__TASK OBJECTIVE__:
In the material below, find every line containing the string "between" and return it.

__TASK INPUT__:
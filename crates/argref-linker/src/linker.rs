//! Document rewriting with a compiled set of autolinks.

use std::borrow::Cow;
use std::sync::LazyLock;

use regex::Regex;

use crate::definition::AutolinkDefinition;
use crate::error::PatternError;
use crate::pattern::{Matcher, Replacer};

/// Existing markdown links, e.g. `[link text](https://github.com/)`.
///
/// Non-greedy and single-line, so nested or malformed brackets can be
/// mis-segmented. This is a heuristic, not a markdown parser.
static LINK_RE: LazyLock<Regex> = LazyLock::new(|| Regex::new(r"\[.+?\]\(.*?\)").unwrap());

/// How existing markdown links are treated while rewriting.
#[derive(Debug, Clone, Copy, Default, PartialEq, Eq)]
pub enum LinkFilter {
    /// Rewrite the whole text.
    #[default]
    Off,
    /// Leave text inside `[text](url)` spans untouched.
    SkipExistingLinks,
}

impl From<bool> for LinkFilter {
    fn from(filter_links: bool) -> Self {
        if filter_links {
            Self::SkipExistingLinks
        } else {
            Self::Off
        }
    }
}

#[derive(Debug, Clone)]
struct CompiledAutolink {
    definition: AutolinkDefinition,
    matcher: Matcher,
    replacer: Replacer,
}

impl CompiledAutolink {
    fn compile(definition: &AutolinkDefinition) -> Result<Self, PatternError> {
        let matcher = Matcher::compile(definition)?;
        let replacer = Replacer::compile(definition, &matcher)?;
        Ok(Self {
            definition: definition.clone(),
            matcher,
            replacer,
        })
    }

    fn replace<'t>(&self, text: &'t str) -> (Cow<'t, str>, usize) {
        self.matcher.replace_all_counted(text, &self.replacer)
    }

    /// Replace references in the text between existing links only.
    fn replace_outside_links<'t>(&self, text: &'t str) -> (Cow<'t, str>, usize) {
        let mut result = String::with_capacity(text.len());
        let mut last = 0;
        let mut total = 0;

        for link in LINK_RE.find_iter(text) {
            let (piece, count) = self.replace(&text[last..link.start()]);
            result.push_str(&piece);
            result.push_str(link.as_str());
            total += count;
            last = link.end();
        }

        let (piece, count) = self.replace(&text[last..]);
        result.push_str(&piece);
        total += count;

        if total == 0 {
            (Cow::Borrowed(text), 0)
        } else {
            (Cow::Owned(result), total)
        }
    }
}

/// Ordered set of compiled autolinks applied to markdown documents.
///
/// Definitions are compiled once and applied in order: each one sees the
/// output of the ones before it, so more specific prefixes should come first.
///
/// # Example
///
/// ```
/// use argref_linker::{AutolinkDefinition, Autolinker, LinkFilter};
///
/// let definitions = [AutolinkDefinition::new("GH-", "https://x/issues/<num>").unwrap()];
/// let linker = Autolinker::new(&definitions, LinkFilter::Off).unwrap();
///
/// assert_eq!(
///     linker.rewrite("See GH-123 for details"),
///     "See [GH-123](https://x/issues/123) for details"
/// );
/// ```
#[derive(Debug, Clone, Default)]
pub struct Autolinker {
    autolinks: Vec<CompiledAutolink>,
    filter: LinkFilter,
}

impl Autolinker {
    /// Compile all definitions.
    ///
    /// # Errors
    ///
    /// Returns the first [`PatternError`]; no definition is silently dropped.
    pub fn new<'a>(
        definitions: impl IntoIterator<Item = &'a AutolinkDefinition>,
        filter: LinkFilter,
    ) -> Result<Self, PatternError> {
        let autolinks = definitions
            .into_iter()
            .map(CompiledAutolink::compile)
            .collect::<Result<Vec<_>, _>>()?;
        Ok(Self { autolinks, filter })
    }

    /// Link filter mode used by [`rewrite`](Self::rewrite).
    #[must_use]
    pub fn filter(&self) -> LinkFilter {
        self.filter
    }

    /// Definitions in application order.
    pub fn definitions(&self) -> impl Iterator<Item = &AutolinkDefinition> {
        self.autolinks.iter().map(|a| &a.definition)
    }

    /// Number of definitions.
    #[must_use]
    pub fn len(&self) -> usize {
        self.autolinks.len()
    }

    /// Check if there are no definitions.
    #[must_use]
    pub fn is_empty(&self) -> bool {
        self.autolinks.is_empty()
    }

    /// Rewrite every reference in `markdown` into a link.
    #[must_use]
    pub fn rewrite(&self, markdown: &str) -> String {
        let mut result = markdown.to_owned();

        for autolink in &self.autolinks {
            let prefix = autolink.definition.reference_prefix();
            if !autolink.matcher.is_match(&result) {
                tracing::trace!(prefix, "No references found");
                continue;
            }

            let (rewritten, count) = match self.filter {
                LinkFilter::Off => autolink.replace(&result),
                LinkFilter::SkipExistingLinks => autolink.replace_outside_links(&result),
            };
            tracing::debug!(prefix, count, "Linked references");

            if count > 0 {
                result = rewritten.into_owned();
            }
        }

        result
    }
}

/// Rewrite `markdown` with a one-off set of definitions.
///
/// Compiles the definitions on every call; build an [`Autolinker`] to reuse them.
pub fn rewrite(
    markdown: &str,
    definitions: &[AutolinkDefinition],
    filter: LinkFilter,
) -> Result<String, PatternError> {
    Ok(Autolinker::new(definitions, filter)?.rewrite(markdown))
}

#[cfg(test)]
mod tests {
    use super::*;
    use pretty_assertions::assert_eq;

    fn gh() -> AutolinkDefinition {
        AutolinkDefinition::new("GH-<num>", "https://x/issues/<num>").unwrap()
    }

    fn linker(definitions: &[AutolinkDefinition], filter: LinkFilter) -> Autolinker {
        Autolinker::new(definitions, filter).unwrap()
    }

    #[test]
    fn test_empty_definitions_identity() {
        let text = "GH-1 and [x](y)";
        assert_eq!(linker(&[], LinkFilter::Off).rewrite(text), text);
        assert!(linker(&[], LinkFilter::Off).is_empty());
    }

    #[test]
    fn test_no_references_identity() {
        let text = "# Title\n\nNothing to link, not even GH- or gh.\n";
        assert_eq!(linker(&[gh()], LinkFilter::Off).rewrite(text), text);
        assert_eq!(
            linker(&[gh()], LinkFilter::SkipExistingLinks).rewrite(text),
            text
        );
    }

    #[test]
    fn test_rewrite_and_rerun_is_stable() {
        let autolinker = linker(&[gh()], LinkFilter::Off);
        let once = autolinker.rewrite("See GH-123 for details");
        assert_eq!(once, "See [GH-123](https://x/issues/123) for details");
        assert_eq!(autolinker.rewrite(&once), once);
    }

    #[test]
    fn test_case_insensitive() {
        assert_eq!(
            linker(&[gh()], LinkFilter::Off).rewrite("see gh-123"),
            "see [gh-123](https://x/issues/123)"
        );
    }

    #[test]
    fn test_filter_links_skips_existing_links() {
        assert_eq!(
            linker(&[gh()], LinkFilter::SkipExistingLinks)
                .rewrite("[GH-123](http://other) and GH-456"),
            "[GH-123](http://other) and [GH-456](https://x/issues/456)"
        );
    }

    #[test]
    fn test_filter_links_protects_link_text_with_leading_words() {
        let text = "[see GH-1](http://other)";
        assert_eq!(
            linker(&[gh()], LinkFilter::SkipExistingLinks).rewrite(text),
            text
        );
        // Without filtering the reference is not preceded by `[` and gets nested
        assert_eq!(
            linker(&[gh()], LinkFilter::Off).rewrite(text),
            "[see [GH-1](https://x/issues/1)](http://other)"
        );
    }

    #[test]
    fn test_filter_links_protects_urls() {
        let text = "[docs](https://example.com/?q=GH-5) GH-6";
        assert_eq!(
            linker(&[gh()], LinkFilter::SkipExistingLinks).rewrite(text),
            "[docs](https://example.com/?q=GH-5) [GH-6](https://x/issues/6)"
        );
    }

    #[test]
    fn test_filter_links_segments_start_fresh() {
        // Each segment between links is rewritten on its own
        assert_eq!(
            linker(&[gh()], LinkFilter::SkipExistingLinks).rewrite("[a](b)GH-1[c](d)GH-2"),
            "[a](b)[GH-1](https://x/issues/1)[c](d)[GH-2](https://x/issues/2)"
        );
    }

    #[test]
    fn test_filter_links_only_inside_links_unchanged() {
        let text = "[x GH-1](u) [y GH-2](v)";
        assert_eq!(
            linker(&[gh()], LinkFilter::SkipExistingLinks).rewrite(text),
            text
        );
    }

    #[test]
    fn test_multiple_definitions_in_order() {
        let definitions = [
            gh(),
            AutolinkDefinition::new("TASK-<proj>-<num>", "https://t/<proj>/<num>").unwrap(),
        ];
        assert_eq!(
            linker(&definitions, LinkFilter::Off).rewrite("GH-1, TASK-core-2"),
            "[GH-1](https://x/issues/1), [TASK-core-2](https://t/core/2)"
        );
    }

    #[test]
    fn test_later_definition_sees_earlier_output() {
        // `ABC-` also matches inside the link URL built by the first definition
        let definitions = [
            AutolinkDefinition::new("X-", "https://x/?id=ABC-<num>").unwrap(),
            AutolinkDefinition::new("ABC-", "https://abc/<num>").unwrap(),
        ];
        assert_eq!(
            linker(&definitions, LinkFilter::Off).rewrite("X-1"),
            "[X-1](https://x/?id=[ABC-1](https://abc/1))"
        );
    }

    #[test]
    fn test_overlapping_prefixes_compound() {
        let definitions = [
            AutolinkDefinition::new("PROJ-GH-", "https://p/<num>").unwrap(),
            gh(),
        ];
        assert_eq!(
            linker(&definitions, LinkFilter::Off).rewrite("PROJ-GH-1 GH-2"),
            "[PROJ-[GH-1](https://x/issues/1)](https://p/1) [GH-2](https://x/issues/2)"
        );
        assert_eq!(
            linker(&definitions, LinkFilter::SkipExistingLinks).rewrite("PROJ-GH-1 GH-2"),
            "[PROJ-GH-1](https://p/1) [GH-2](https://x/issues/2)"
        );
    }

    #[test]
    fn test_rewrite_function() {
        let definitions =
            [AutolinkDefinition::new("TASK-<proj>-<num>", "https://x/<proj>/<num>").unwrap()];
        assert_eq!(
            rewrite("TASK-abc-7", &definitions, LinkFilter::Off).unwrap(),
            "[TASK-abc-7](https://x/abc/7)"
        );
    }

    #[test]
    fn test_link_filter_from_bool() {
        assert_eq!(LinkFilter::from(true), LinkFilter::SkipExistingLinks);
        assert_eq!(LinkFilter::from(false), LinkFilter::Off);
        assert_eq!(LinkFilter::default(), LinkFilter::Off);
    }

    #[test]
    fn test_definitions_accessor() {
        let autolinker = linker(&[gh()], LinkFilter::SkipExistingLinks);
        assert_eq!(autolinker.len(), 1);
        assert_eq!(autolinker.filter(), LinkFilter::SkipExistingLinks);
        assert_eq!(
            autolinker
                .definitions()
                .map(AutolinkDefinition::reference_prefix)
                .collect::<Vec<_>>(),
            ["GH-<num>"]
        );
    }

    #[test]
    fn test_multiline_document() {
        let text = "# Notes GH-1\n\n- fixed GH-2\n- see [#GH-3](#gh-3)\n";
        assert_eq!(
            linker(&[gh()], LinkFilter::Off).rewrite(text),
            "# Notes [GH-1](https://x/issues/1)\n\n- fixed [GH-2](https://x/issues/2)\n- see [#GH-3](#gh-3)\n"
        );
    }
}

__REPLY__:
    /// Replace references in the text between existing links only.
        // Each segment between links is rewritten on its own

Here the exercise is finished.